» Instructions to follow
Nothing in the records may change. Output them all exactly.

Material shown section start

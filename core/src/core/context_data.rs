// src/core/context_data.rs
use parking_lot::{MappedRwLockReadGuard, MappedRwLockWriteGuard, RwLock, RwLockReadGuard, RwLockWriteGuard};
use std::sync::Arc;

/// Shared, lockable pipeline state.
///
/// Cloning is cheap (an `Arc` bump); every clone observes the same data. Guards
/// are synchronous parking_lot guards and MUST NOT be held across an `.await`.
#[derive(Debug)]
pub struct ContextData<T: Send + Sync + 'static>(Arc<RwLock<T>>);

impl<T: Send + Sync + 'static> ContextData<T> {
  pub fn new(data: T) -> Self {
    ContextData(Arc::new(RwLock::new(data)))
  }

  pub fn read(&self) -> RwLockReadGuard<'_, T> {
    self.0.read()
  }

  pub fn write(&self) -> RwLockWriteGuard<'_, T> {
    self.0.write()
  }

  pub fn try_read(&self) -> Option<RwLockReadGuard<'_, T>> {
    self.0.try_read()
  }

  pub fn try_write(&self) -> Option<RwLockWriteGuard<'_, T>> {
    self.0.try_write()
  }

  /// Read guard narrowed to one field, e.g. `ctx.map_read(|c| &c.order_id)`.
  pub fn map_read<F, U: ?Sized>(&self, f: F) -> MappedRwLockReadGuard<'_, U>
  where
    F: FnOnce(&T) -> &U,
  {
    RwLockReadGuard::map(self.read(), f)
  }

  pub fn map_write<F, U: ?Sized>(&self, f: F) -> MappedRwLockWriteGuard<'_, U>
  where
    F: FnOnce(&mut T) -> &mut U,
  {
    RwLockWriteGuard::map(self.write(), f)
  }
}

impl<T: Send + Sync + 'static> Clone for ContextData<T> {
  fn clone(&self) -> Self {
    ContextData(Arc::clone(&self.0))
  }
}

impl<T: Send + Sync + 'static + Default> Default for ContextData<T> {
  fn default() -> Self {
    Self::new(Default::default())
  }
}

Material shown section end

» Response below
filename core/src/core/context_data.rs
// src/core/context_data.rs
use parking_lot::{MappedRwLockReadGuard, MappedRwLockWriteGuard, RwLock, RwLockReadGuard, RwLockWriteGuard};
use std::sync::Arc;

/// Shared, lockable pipeline state.
///
/// Cloning is cheap (an `Arc` bump); every clone observes the same data. Guards
/// are synchronous parking_lot guards and MUST NOT be held across an `.await`.
#[derive(Debug)]
pub struct ContextData<T: Send + Sync + 'static>(Arc<RwLock<T>>);

impl<T: Send + Sync + 'static> ContextData<T> {
  pub fn new(data: T) -> Self {
    ContextData(Arc::new(RwLock::new(data)))
  }

  pub fn read(&self) -> RwLockReadGuard<'_, T> {
    self.0.read()
  }

  pub fn write(&self) -> RwLockWriteGuard<'_, T> {
    self.0.write()
  }

  pub fn try_read(&self) -> Option<RwLockReadGuard<'_, T>> {
    self.0.try_read()
  }

  pub fn try_write(&self) -> Option<RwLockWriteGuard<'_, T>> {
    self.0.try_write()
  }

  /// Read guard narrowed to one field, e.g. `ctx.map_read(|c| &c.order_id)`.
  pub fn map_read<F, U: ?Sized>(&self, f: F) -> MappedRwLockReadGuard<'_, U>
  where
    F: FnOnce(&T) -> &U,
  {
    RwLockReadGuard::map(self.read(), f)
  }

  pub fn map_write<F, U: ?Sized>(&self, f: F) -> MappedRwLockWriteGuard<'_, U>
  where
    F: FnOnce(&mut T) -> &mut U,
  {
    RwLockWriteGuard::map(self.write(), f)
  }
}

impl<T: Send + Sync + 'static> Clone for ContextData<T> {
  fn clone(&self) -> Self {
    ContextData(Arc::clone(&self.0))
  }
}

impl<T: Send + Sync + 'static + Default> Default for ContextData<T> {
  fn default() -> Self {
    Self::new(Default::default())
  }
}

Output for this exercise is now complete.